The task:
Needed from the data below: all lines that contain the word "None".

Dataset entries:
//! Engine-level integration tests: drive [`mailserver_imap::run`] over a
//! real loopback TCP connection against `mailserver_core::fake::FakeRepository`,
//! covering the session/FETCH/APPEND/MOVE/STARTTLS scenarios from spec.md's
//! testable-properties list (S3-S6).

use std::net::SocketAddr;
use std::sync::Arc;

use chrono::Utc;
use mailserver_core::fake::{FakeRepository, RecordingEventSink};
use mailserver_core::model::{EntryFlags, Message};
use mailserver_core::{EventSink, ListenerConfig, Repository, Security, ServerConfig};
use mailserver_imap::ImapServer;
use rcgen::generate_simple_self_signed;
use rustls::pki_types::{CertificateDer, PrivatePkcs8KeyDer, ServerName};
use tokio::io::{AsyncBufReadExt, AsyncWriteExt, BufReader};
use tokio::net::{TcpListener, TcpStream};
use tokio_rustls::TlsAcceptor;

async fn read_line<R: tokio::io::AsyncBufRead + Unpin>(reader: &mut R) -> String {
    let mut line = String::new();
    reader.read_line(&mut line).await.expect("read line");
    line.trim_end_matches(['\r', '\n']).to_string()
}

fn test_config() -> Arc<ServerConfig> {
    Arc::new(ServerConfig::builder("mail.example.com").local_domains(vec!["example.com".to_string()]).build())
}

/// Binds a loopback listener and spawns one `mailserver_imap::run` connection
/// against it, returning the address to connect to.
async fn bind_server(repository: Arc<dyn Repository>, tls_acceptor: Option<TlsAcceptor>) -> SocketAddr {
    let listener = TcpListener::bind("127.0.0.1:0").await.expect("bind");
    let addr = listener.local_addr().expect("local addr");

    let server = ImapServer { config: test_config(), repository, events: Arc::new(RecordingEventSink::new()) };
    let listener_config = ListenerConfig { bind_address: "127.0.0.1".to_string(), port: 143, security: Security::Plain };

    tokio::spawn(async move {
        let (tcp, peer) = listener.accept().await.expect("accept");
        let _ = mailserver_imap::run(tcp, peer, &listener_config, tls_acceptor.as_ref(), &server).await;
    });

    addr
}

/// Seeds `count` entries into `owner`'s INBOX with ascending UIDs, returning
/// the mailbox row.
async fn seed_inbox_entries(repo: &FakeRepository, owner: &str, count: u32) -> mailserver_core::model::Mailbox {
    let mailbox = repo.find_mailbox(owner, "INBOX").await.unwrap().expect("inbox exists");
    for i in 0..count {
        let message_id = format!("seed-{i}@example.com");
        repo.insert_message(Message {
            message_id: message_id.clone(),
            subject: Some(format!("seed {i}")),
            sender: "alice@example.com".to_string(),
            send_date: Utc::now(),
            primary_recipient: None,
            blob_path: repo.put(b"Subject: seed\r\n\r\nbody\r\n".to_vec()).await.unwrap(),
        })
        .await
        .unwrap();
        let uid = repo.next_uid(mailbox.mailbox_id).await.unwrap();
        repo.append_entry(mailbox.mailbox_id, &message_id, uid, EntryFlags::default(), Utc::now(), 24).await.unwrap();
    }
    repo.find_mailbox(owner, "INBOX").await.unwrap().expect("inbox exists")
}

/// S3 — IMAP SELECT / FETCH FLAGS: after LOGIN, SELECT INBOX reports
/// EXISTS/UIDVALIDITY/UIDNEXT and a tagged `OK [READ-WRITE]`; FETCH of an
/// existing message's FLAGS and UID returns both attributes.
#[tokio::test]
async fn s3_select_and_fetch_flags() {
    let repo = Arc::new(FakeRepository::new(vec!["example.com".to_string()]));
    repo.add_user("bob@example.com", "pw");
    seed_inbox_entries(&repo, "bob@example.com", 1).await;

    let addr = bind_server(repo as Arc<dyn Repository>, None).await;
    let tcp = TcpStream::connect(addr).await.expect("connect");
    let (read_half, mut writer) = tcp.into_split();
    let mut reader = BufReader::new(read_half);

    assert!(read_line(&mut reader).await.starts_with("* OK"));

    writer.write_all(b"a1 LOGIN bob@example.com pw\r\n").await.unwrap();
    assert!(read_line(&mut reader).await.starts_with("a1 OK"));

    writer.write_all(b"a2 SELECT INBOX\r\n").await.unwrap();
    let flags_line = read_line(&mut reader).await;
    assert!(flags_line.starts_with("* FLAGS ("), "unexpected line: {flags_line}");
    assert!(read_line(&mut reader).await.contains("PERMANENTFLAGS"));
    assert_eq!(read_line(&mut reader).await, "* 1 EXISTS");
    assert_eq!(read_line(&mut reader).await, "* 0 RECENT");
    let next = read_line(&mut reader).await;
    assert!(next.contains("UIDVALIDITY") || next.contains("UNSEEN"), "unexpected line: {next}");
    let tagged = loop {
        let line = read_line(&mut reader).await;
        if line.starts_with("a2 ") {
            break line;
        }
    };
    assert!(tagged.starts_with("a2 OK [READ-WRITE]"), "unexpected SELECT completion: {tagged}");

    writer.write_all(b"a3 FETCH 1 (FLAGS UID)\r\n").await.unwrap();
    let fetch_line = read_line(&mut reader).await;
    assert!(fetch_line.starts_with("* 1 FETCH ("), "unexpected FETCH line: {fetch_line}");
    assert!(fetch_line.contains("FLAGS ()"), "expected empty flag list, got: {fetch_line}");
    assert!(fetch_line.contains("UID 1"), "expected UID 1, got: {fetch_line}");
    assert!(read_line(&mut reader).await.starts_with("a3 OK"));
}

/// S4 — APPEND with LITERAL+: a non-synchronizing literal is accepted
/// without a continuation prompt, assigns a fresh UID, and STATUS reports
/// the new message count.
#[tokio::test]
async fn s4_append_with_literal_plus() {
    let repo = Arc::new(FakeRepository::new(vec!["example.com".to_string()]));
    repo.add_user("bob@example.com", "pw");

    let addr = bind_server(repo.clone() as Arc<dyn Repository>, None).await;
    let tcp = TcpStream::connect(addr).await.expect("connect");
    let (read_half, mut writer) = tcp.into_split();
    let mut reader = BufReader::new(read_half);

    assert!(read_line(&mut reader).await.starts_with("* OK"));
    writer.write_all(b"a1 LOGIN bob@example.com pw\r\n").await.unwrap();
    assert!(read_line(&mut reader).await.starts_with("a1 OK"));

    let body = b"Subject: x\r\n\r\n";
    let command = format!("a2 APPEND Drafts (\\Seen) {{{}+}}\r\n", body.len());
    writer.write_all(command.as_bytes()).await.unwrap();
    writer.write_all(body).await.unwrap();
    let completion = read_line(&mut reader).await;
    assert!(completion.starts_with("a2 OK"), "unexpected APPEND reply: {completion}");
    assert!(completion.contains("APPENDUID"), "expected APPENDUID code, got: {completion}");

    writer.write_all(b"a3 STATUS Drafts (MESSAGES)\r\n").await.unwrap();
    let status_line = read_line(&mut reader).await;
    assert!(status_line.starts_with("* STATUS"), "unexpected STATUS line: {status_line}");
    assert!(status_line.contains("MESSAGES 1"), "expected one message, got: {status_line}");
    assert!(read_line(&mut reader).await.starts_with("a3 OK"));

    let drafts = repo.find_mailbox("bob@example.com", "Drafts").await.unwrap().expect("drafts exists");
    let entries = repo.list_entries(drafts.mailbox_id).await.unwrap();
    assert_eq!(entries.len(), 1);
    assert!(entries[0].flags.seen, "APPEND must set \\Seen unconditionally");
}

/// S5 — UID MOVE: moving one of three entries out of a mailbox reports the
/// expunged sequence number and leaves the other two behind.
#[tokio::test]
async fn s5_uid_move() {
    let repo = Arc::new(FakeRepository::new(vec!["example.com".to_string()]));
    repo.add_user("bob@example.com", "pw");
    let inbox = seed_inbox_entries(&repo, "bob@example.com", 3).await;

    let addr = bind_server(repo.clone() as Arc<dyn Repository>, None).await;
    let tcp = TcpStream::connect(addr).await.expect("connect");
    let (read_half, mut writer) = tcp.into_split();
    let mut reader = BufReader::new(read_half);

    assert!(read_line(&mut reader).await.starts_with("* OK"));
    writer.write_all(b"a1 LOGIN bob@example.com pw\r\n").await.unwrap();
    assert!(read_line(&mut reader).await.starts_with("a1 OK"));

    writer.write_all(b"a2 SELECT INBOX\r\n").await.unwrap();
    loop {
        if read_line(&mut reader).await.starts_with("a2 ") {
            break;
        }
    }

    writer.write_all(b"a3 UID MOVE 2 Trash\r\n").await.unwrap();
    let expunge_line = read_line(&mut reader).await;
    assert_eq!(expunge_line, "* 2 EXPUNGE");
    let completion = read_line(&mut reader).await;
    assert!(completion.starts_with("a3 OK"), "unexpected MOVE reply: {completion}");
    assert!(completion.contains("COPYUID"), "expected COPYUID code, got: {completion}");

    let remaining = repo.list_entries(inbox.mailbox_id).await.unwrap();
    let remaining_uids: Vec<u32> = remaining.iter().map(|e| e.uid).collect();
    assert_eq!(remaining_uids, vec![1, 3]);

    let trash = repo.find_mailbox("bob@example.com", "Trash").await.unwrap().expect("trash exists");
    let trash_entries = repo.list_entries(trash.mailbox_id).await.unwrap();
    assert_eq!(trash_entries.len(), 1);
}

/// S6 — STARTTLS reset: after negotiating TLS, the session's prior
/// `SELECT` no longer applies — a command that requires a selected mailbox
/// is rejected until the client re-`SELECT`s over the encrypted channel.
#[tokio::test]
async fn s6_starttls_requires_reselect() {
    // Harmless if another test in this binary already installed one.
    let _ = rustls::crypto::ring::default_provider().install_default();

    let repo = Arc::new(FakeRepository::new(vec!["example.com".to_string()]));
    repo.add_user("bob@example.com", "pw");
    seed_inbox_entries(&repo, "bob@example.com", 1).await;

    let cert = generate_simple_self_signed(vec!["127.0.0.1".to_string()]).expect("generate self-signed cert");
    let cert_der = cert.cert.der().clone();
    let key_der = PrivatePkcs8KeyDer::from(cert.key_pair.serialize_der());
    let server_tls_config = rustls::ServerConfig::builder()
        .with_no_client_auth()
        .with_single_cert(vec![cert_der.clone()], key_der.into())
        .expect("build server TLS config");
    let acceptor = TlsAcceptor::from(Arc::new(server_tls_config));

    let addr = bind_server(repo as Arc<dyn Repository>, Some(acceptor)).await;
    let tcp = TcpStream::connect(addr).await.expect("connect");
    let (read_half, mut writer) = tcp.into_split();
    let mut reader = BufReader::new(read_half);

    assert!(read_line(&mut reader).await.starts_with("* OK"));
    writer.write_all(b"a1 LOGIN bob@example.com pw\r\n").await.unwrap();
    assert!(read_line(&mut reader).await.starts_with("a1 OK"));

    writer.write_all(b"a2 SELECT INBOX\r\n").await.unwrap();
    loop {
        if read_line(&mut reader).await.starts_with("a2 ") {
            break;
        }
    }

    writer.write_all(b"a3 STARTTLS\r\n").await.unwrap();
    assert!(read_line(&mut reader).await.starts_with("a3 OK"));

    let mut roots = rustls::RootCertStore::empty();
    roots.add(CertificateDer::from(cert_der.to_vec())).expect("trust self-signed cert");
    let client_config = rustls::ClientConfig::builder().with_root_certificates(roots).with_no_client_auth();
    let connector = tokio_rustls::TlsConnector::from(Arc::new(client_config));
    let server_name = ServerName::try_from("127.0.0.1").expect("server name").to_owned();

    let tcp = writer.reunite(reader.into_inner()).expect("reunite stream");
    let tls = connector.connect(server_name, tcp).await.expect("TLS handshake");
    let (tls_read, mut tls_write) = tokio::io::split(tls);
    let mut tls_reader = BufReader::new(tls_read);

    tls_write.write_all(b"a4 FETCH 1 (FLAGS)\r\n").await.unwrap();
    let line = read_line(&mut tls_reader).await;
    assert!(line.starts_with("a4 NO"), "expected NO without a re-SELECT, got: {line}");
}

Exercise output:
            primary_recipient: None,
    let addr = bind_server(repo as Arc<dyn Repository>, None).await;
    let addr = bind_server(repo.clone() as Arc<dyn Repository>, None).await;
    let addr = bind_server(repo.clone() as Arc<dyn Repository>, None).await;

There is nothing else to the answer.